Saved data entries

=== Begin Enclosure ===

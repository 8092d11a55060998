//! ABI shared between the host and a loaded native module.
//!
//! Modules generated with `pknative` export these symbols:
//! - `pkInitApi(PkNativeApi*, unsigned long long) -> int`
//! - `pkExportModule(PKVM*) -> PkHandle*`
//! - `pkCleanupModule(PKVM*)` (optional)

use std::ffi::{c_int, c_ulonglong};

/// Opaque host dispatch table (`PkNativeApi`), built by the host's
/// `pkMakeNativeAPI`.
#[repr(C)]
pub struct NativeApi {
    _private: [u8; 0],
}

/// Opaque pocketlang VM (`PKVM`).
#[repr(C)]
pub struct Vm {
    _private: [u8; 0],
}

/// Opaque pocketlang handle (`PkHandle`).
#[repr(C)]
pub struct Handle {
    _private: [u8; 0],
}

/// `pkInitApi`: copies the host table into the module.
pub type InitApiFn = unsafe extern "C" fn(api: *mut NativeApi, fingerprint: c_ulonglong) -> c_int;

/// `pkExportModule`: builds the module object.
pub type ExportModuleFn = unsafe extern "C" fn(vm: *mut Vm) -> *mut Handle;

/// `pkCleanupModule`: releases module resources before unloading.
pub type CleanupModuleFn = unsafe extern "C" fn(vm: *mut Vm);

/// `PK_API_INIT_OK`
pub const INIT_OK: c_int = 0;
/// `PK_API_INIT_ALREADY`
pub const INIT_ALREADY: c_int = 1;
/// `PK_API_INIT_MISMATCH`
pub const INIT_MISMATCH: c_int = -1;

/// Outcome of calling a module's initializer.
#[derive(Debug, Clone, Copy, PartialEq, Eq)]
pub enum InitStatus {
    /// The module copied the table.
    Initialized,
    /// The module had already been handed a table and kept the first one.
    AlreadyInitialized,
    /// The module was generated from a different header; its table is
    /// untouched.
    Mismatch,
}

impl InitStatus {
    /// Maps a status code returned by the initializer. Unknown codes map to
    /// `None`.
    #[must_use]
    pub fn from_code(code: c_int) -> Option<Self> {
        match code {
            INIT_OK => Some(Self::Initialized),
            INIT_ALREADY => Some(Self::AlreadyInitialized),
            INIT_MISMATCH => Some(Self::Mismatch),
            _ => None,
        }
    }
}
//! Parsed signatures of the exported host functions.

use std::fmt::{self, Write as _};

use serde::Serialize;
use xxhash_rust::xxh3::xxh3_64;

use crate::error::{Error, Result};

/// A single named parameter of an exported function.
#[derive(Debug, Clone, PartialEq, Eq, Hash, Serialize)]
pub struct Parameter {
    /// Parameter name, used by the forwarder to pass the argument on.
    pub name: String,
    /// Normalized type text, e.g. `const char*`.
    #[serde(rename = "type")]
    pub ty: String,
}

impl Parameter {
    /// Creates a parameter.
    pub fn new(name: impl Into<String>, ty: impl Into<String>) -> Self {
        Self {
            name: name.into(),
            ty: ty.into(),
        }
    }
}

/// One exported host function.
///
/// Equality ignores [`Self::line`]: two declarations that only differ in
/// layout are the same signature.
#[derive(Debug, Clone, Eq, Serialize)]
pub struct ApiFunctionSignature {
    /// Function name.
    pub name: String,
    /// Parameters in declaration order. Empty for `()` and `(void)`.
    pub parameters: Vec<Parameter>,
    /// Normalized return type text.
    pub return_type: String,
    /// Header line the declaration starts on.
    #[serde(skip)]
    pub line: usize,
}

impl PartialEq for ApiFunctionSignature {
    fn eq(&self, other: &Self) -> bool {
        self.name == other.name
            && self.parameters == other.parameters
            && self.return_type == other.return_type
    }
}

impl ApiFunctionSignature {
    /// Whether the function returns nothing.
    #[must_use]
    pub fn returns_void(&self) -> bool {
        self.return_type == "void"
    }

    /// Parameter types joined for a prototype without names, `void` when
    /// there are no parameters.
    #[must_use]
    pub fn type_list(&self) -> String {
        if self.parameters.is_empty() {
            return "void".into();
        }
        join(self.parameters.iter().map(|p| p.ty.as_str()))
    }

    /// Full parameter list with names, `void` when there are no parameters.
    #[must_use]
    pub fn parameter_list(&self) -> String {
        if self.parameters.is_empty() {
            return "void".into();
        }
        self.parameters
            .iter()
            .map(|p| format!("{} {}", p.ty, p.name))
            .collect::<Vec<_>>()
            .join(", ")
    }

    /// Argument names joined for a call expression.
    #[must_use]
    pub fn argument_list(&self) -> String {
        join(self.parameters.iter().map(|p| p.name.as_str()))
    }
}

impl fmt::Display for ApiFunctionSignature {
    fn fmt(&self, f: &mut fmt::Formatter<'_>) -> fmt::Result {
        write!(
            f,
            "{} {}({});",
            self.return_type,
            self.name,
            self.type_list()
        )
    }
}

fn join<'a>(parts: impl Iterator<Item = &'a str>) -> String {
    parts.collect::<Vec<_>>().join(", ")
}

/// Ordered, duplicate-free list of signatures.
///
/// Every emitter walks this list front to back, so table layout, typedefs,
/// forwarders and initializers always agree on order.
#[derive(Debug, Clone, Default, PartialEq, Eq, Serialize)]
#[serde(transparent)]
pub struct SignatureSet(Vec<ApiFunctionSignature>);

impl SignatureSet {
    /// Creates an empty set.
    #[must_use]
    pub fn new() -> Self {
        Self::default()
    }

    /// Appends a signature.
    ///
    /// # Errors
    ///
    /// Returns [`Error::DuplicateName`] if a function with the same name is
    /// already present.
    pub fn push(&mut self, signature: ApiFunctionSignature) -> Result<()> {
        if let Some(first) = self.0.iter().find(|s| s.name == signature.name) {
            return Err(Error::DuplicateName {
                name: signature.name,
                first_line: first.line,
                line: signature.line,
            });
        }
        self.0.push(signature);
        Ok(())
    }

    /// Number of signatures.
    #[must_use]
    pub fn len(&self) -> usize {
        self.0.len()
    }

    /// Whether the set is empty.
    #[must_use]
    pub fn is_empty(&self) -> bool {
        self.0.is_empty()
    }

    /// Iterates the signatures in declaration order.
    pub fn iter(&self) -> std::slice::Iter<'_, ApiFunctionSignature> {
        self.0.iter()
    }

    /// Looks up a signature by function name.
    #[must_use]
    pub fn get(&self, name: &str) -> Option<&ApiFunctionSignature> {
        self.0.iter().find(|s| s.name == name)
    }

    /// Canonical text the fingerprint is computed over: one prototype per
    /// line, in order.
    #[must_use]
    pub fn canonical(&self) -> String {
        let mut buf = String::new();
        for signature in &self.0 {
            // Writing into a String cannot fail.
            let _ = writeln!(buf, "{signature}");
        }
        buf
    }

    /// xxh3-64 hash of [`Self::canonical`]. Any change to the order, names
    /// or types of the exported functions changes the fingerprint.
    #[must_use]
    pub fn fingerprint(&self) -> u64 {
        xxh3_64(self.canonical().as_bytes())
    }
}

impl<'a> IntoIterator for &'a SignatureSet {
    type Item = &'a ApiFunctionSignature;
    type IntoIter = std::slice::Iter<'a, ApiFunctionSignature>;

    fn into_iter(self) -> Self::IntoIter {
        self.0.iter()
    }
}

impl TryFrom<Vec<ApiFunctionSignature>> for SignatureSet {
    type Error = Error;

    fn try_from(signatures: Vec<ApiFunctionSignature>) -> Result<Self> {
        let mut set = Self::new();
        for signature in signatures {
            set.push(signature)?;
        }
        Ok(set)
    }
}

#[cfg(test)]
mod tests {
    use super::*;

    fn sig(name: &str, params: &[(&str, &str)], ret: &str, line: usize) -> ApiFunctionSignature {
        ApiFunctionSignature {
            name: name.into(),
            parameters: params.iter().map(|(n, t)| Parameter::new(*n, *t)).collect(),
            return_type: ret.into(),
            line,
        }
    }

    #[test]
    fn test_lists() {
        let s = sig("pkSetGlobal", &[("vm", "PKVM*"), ("val", "int")], "void", 1);
        assert!(s.returns_void());
        assert_eq!(s.type_list(), "PKVM*, int");
        assert_eq!(s.parameter_list(), "PKVM* vm, int val");
        assert_eq!(s.argument_list(), "vm, val");
        assert_eq!(s.to_string(), "void pkSetGlobal(PKVM*, int);");

        let empty = sig("pkNewConfiguration", &[], "PkConfiguration", 1);
        assert_eq!(empty.type_list(), "void");
        assert_eq!(empty.parameter_list(), "void");
        assert_eq!(empty.argument_list(), "");
    }

    #[test]
    fn test_equality_ignores_line() {
        assert_eq!(sig("a", &[], "int", 3), sig("a", &[], "int", 40));
    }

    #[test]
    fn test_duplicate_rejected() {
        let mut set = SignatureSet::new();
        set.push(sig("a", &[], "void", 3)).unwrap();
        let err = set.push(sig("a", &[("x", "int")], "void", 9)).unwrap_err();
        assert!(matches!(
            err,
            Error::DuplicateName { name, first_line: 3, line: 9 } if name == "a"
        ));
        assert_eq!(set.len(), 1);
    }

    #[test]
    fn test_fingerprint_tracks_order_and_types() {
        let a = sig("a", &[("x", "int")], "void", 1);
        let b = sig("b", &[], "int", 2);

        let ab = SignatureSet::try_from(vec![a.clone(), b.clone()]).unwrap();
        let ab_again = SignatureSet::try_from(vec![a.clone(), b.clone()]).unwrap();
        let ba = SignatureSet::try_from(vec![b.clone(), a.clone()]).unwrap();
        let retyped =
            SignatureSet::try_from(vec![sig("a", &[("x", "long")], "void", 1), b]).unwrap();

        assert_eq!(ab.fingerprint(), ab_again.fingerprint());
        assert_ne!(ab.fingerprint(), ba.fingerprint());
        assert_ne!(ab.fingerprint(), retyped.fingerprint());
        assert_eq!(ab.canonical(), "void a(int);\nint b(void);\n");
    }

    #[test]
    fn test_parameter_names_do_not_affect_fingerprint() {
        let x = SignatureSet::try_from(vec![sig("a", &[("x", "int")], "void", 1)]).unwrap();
        let y = SignatureSet::try_from(vec![sig("a", &[("y", "int")], "void", 1)]).unwrap();
        assert_eq!(x.fingerprint(), y.fingerprint());
    }
}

=== End Enclosure ===

▸ **Your goal**: The answer should be a number alone: how many lines of the entries hold the word "PartialEq"?

▸ **Answer to this exercise**: 4